**What the exercise asks**
State how many lines in the records hold the word "short", giving the number and no other text.

**Task inputs**
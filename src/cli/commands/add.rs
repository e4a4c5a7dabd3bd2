//! `partdb add` command - build records from a distributor or CSV and store them

use clap::ArgGroup;
use console::style;
use csv::ReaderBuilder;
use miette::{IntoDiagnostic, Result};
use std::collections::HashMap;
use std::fs::File;
use std::io::BufReader;
use std::path::{Path, PathBuf};

use crate::cli::helpers::{print_error, print_message, render_table};
use crate::components::Component;
use crate::core::distributor::{fetch, DistributorSource};
use crate::core::{BatchResolver, Context, DuplicatePolicy, PartDb, PartError, Resolver};

#[derive(clap::Args, Debug)]
#[command(group(ArgGroup::new("source").required(true).args(["digikey", "csv"])))]
pub struct AddArgs {
    /// Distributor part numbers (space- or comma-separated)
    #[arg(long, short = 'd', num_args = 1.., value_delimiter = ',', value_name = "DPN")]
    pub digikey: Vec<String>,

    /// CSV files with one canonical record per row
    #[arg(long, short = 'p', num_args = 1.., value_name = "FILE")]
    pub csv: Vec<PathBuf>,

    /// Store duplicates under an IPN with a numeric suffix
    #[arg(long, short = 'i', conflicts_with = "update_existing")]
    pub increment_duplicates: bool,

    /// Overwrite a stored part with the same IPN
    #[arg(long, short = 'u')]
    pub update_existing: bool,

    /// Build the records but do not store them
    #[arg(long)]
    pub no_db: bool,

    /// Print the records as a table
    #[arg(long)]
    pub show: bool,

    /// Print the records as CSV
    #[arg(long)]
    pub show_csv: bool,

    /// Print each distributor response as JSON
    #[arg(long)]
    pub show_api_response: bool,

    /// Never prompt; unknown symbols and footprints are left empty
    #[arg(long)]
    pub batch: bool,
}

impl AddArgs {
    fn policy(&self) -> DuplicatePolicy {
        if self.update_existing {
            DuplicatePolicy::Update
        } else if self.increment_duplicates {
            DuplicatePolicy::Increment
        } else {
            DuplicatePolicy::Reject
        }
    }
}

#[derive(Default)]
struct AddStats {
    processed: usize,
    added: usize,
    updated: usize,
    skipped: usize,
    errors: usize,
}

pub fn run(args: AddArgs, ctx: &Context) -> Result<()> {
    // A missing database ends the command before any part is looked up
    let mut db = if args.no_db {
        None
    } else {
        Some(ctx.open_db()?)
    };

    let mut stats = AddStats::default();
    let components = if args.digikey.is_empty() {
        components_from_csv(&args.csv, &mut stats)?
    } else {
        let source = ctx.distributor()?;
        let mut resolver: Box<dyn Resolver> = if args.batch {
            Box::new(BatchResolver::default())
        } else {
            ctx.resolver()
        };
        components_from_distributor(&args, &source, resolver.as_mut(), &mut stats)?
    };

    if let Some(ref mut db) = db {
        store(db, &components, &args, ctx, &mut stats)?;
    }

    if args.show {
        show_table(&components);
    }
    if args.show_csv {
        show_csv(&components)?;
    }

    if !ctx.quiet {
        print_summary(&stats, args.no_db);
    }
    Ok(())
}

fn components_from_distributor(
    args: &AddArgs,
    source: &dyn DistributorSource,
    resolver: &mut dyn Resolver,
    stats: &mut AddStats,
) -> Result<Vec<Component>> {
    let mut components = Vec::new();
    for dpn in args.digikey.iter().map(|s| s.trim()).filter(|s| !s.is_empty()) {
        stats.processed += 1;
        let part = match fetch(source, dpn) {
            Ok(part) => part,
            Err(e @ PartError::NotFound { .. }) => {
                print_error(e.to_string());
                stats.skipped += 1;
                continue;
            }
            Err(e) => {
                print_error(format!("{dpn}: {e}"));
                stats.errors += 1;
                continue;
            }
        };

        if args.show_api_response {
            println!("{}", serde_json::to_string_pretty(&part).into_diagnostic()?);
        }

        match Component::from_distributor_part(&part, resolver) {
            Ok(Some(comp)) => components.push(comp),
            Ok(None) => stats.skipped += 1,
            Err(e) => {
                print_error(format!("{dpn}: {e}"));
                stats.errors += 1;
            }
        }
    }
    Ok(components)
}

fn components_from_csv(files: &[PathBuf], stats: &mut AddStats) -> Result<Vec<Component>> {
    let mut components = Vec::new();
    for path in files {
        read_csv(path, &mut components, stats)?;
    }
    Ok(components)
}

fn read_csv(path: &Path, components: &mut Vec<Component>, stats: &mut AddStats) -> Result<()> {
    let file = File::open(path)
        .map_err(|e| miette::miette!("cannot open {}: {}", path.display(), e))?;
    let mut rdr = ReaderBuilder::new()
        .has_headers(true)
        .from_reader(BufReader::new(file));

    for (row_idx, result) in rdr.deserialize::<HashMap<String, String>>().enumerate() {
        let row_num = row_idx + 2; // +2 for 1-indexed and header row
        stats.processed += 1;

        let fields = match result {
            Ok(fields) => fields,
            Err(e) => {
                print_error(format!("{} row {}: {}", path.display(), row_num, e));
                stats.errors += 1;
                continue;
            }
        };

        match Component::from_dict(&fields) {
            Ok(comp) => components.push(comp),
            Err(e) => {
                print_error(format!("{} row {}: {}", path.display(), row_num, e));
                stats.errors += 1;
            }
        }
    }
    Ok(())
}

fn store(
    db: &mut PartDb,
    components: &[Component],
    args: &AddArgs,
    ctx: &Context,
    stats: &mut AddStats,
) -> Result<()> {
    let policy = args.policy();
    for comp in components {
        match db.add_component(comp, policy, ctx.ceiling()) {
            Ok(outcome) => {
                if outcome.created_table {
                    print_message(ctx, format!("Creating table '{}'", outcome.table));
                }
                if outcome.replaced {
                    print_message(
                        ctx,
                        format!(
                            "Updating component '{}' in table '{}'",
                            outcome.ipn, outcome.table
                        ),
                    );
                    stats.updated += 1;
                } else {
                    print_message(
                        ctx,
                        format!(
                            "Adding component '{}' to table '{}'",
                            outcome.ipn, outcome.table
                        ),
                    );
                    stats.added += 1;
                }
            }
            Err(e) if e.is_record_local() => {
                print_error(e.to_string());
                stats.errors += 1;
            }
            Err(e) => return Err(e.into()),
        }
    }
    Ok(())
}

/// One table per run of same-family records
fn show_table(components: &[Component]) {
    for group in components.chunk_by(|a, b| a.family() == b.family()) {
        let header = group[0].family().column_names();
        let rows: Vec<Vec<String>> = group
            .iter()
            .map(|comp| comp.columns().map(|(_, v)| v.to_string()).collect())
            .collect();
        println!("{}", render_table(&header, &rows));
    }
}

/// CSV with a header before each run of same-family records
fn show_csv(components: &[Component]) -> Result<()> {
    let mut previous = None;
    for comp in components {
        let header = previous != Some(comp.family());
        print!("{}", comp.to_csv(header, true)?);
        previous = Some(comp.family());
    }
    Ok(())
}

fn print_summary(stats: &AddStats, no_db: bool) {
    println!();
    println!("{}", style("─".repeat(50)).dim());
    println!("{}", style("Add Summary").bold());
    println!("{}", style("─".repeat(50)).dim());
    println!("  Parts processed:  {}", style(stats.processed).cyan());
    if no_db {
        println!("  {}", style("Database not modified (--no-db)").yellow());
    } else {
        println!("  Parts added:      {}", style(stats.added).green());
    }
    if stats.updated > 0 {
        println!("  Parts updated:    {}", style(stats.updated).yellow());
    }
    if stats.skipped > 0 {
        println!("  Skipped:          {}", style(stats.skipped).dim());
    }
    if stats.errors > 0 {
        println!("  Errors:           {}", style(stats.errors).red());
    }
}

**Your solution**
4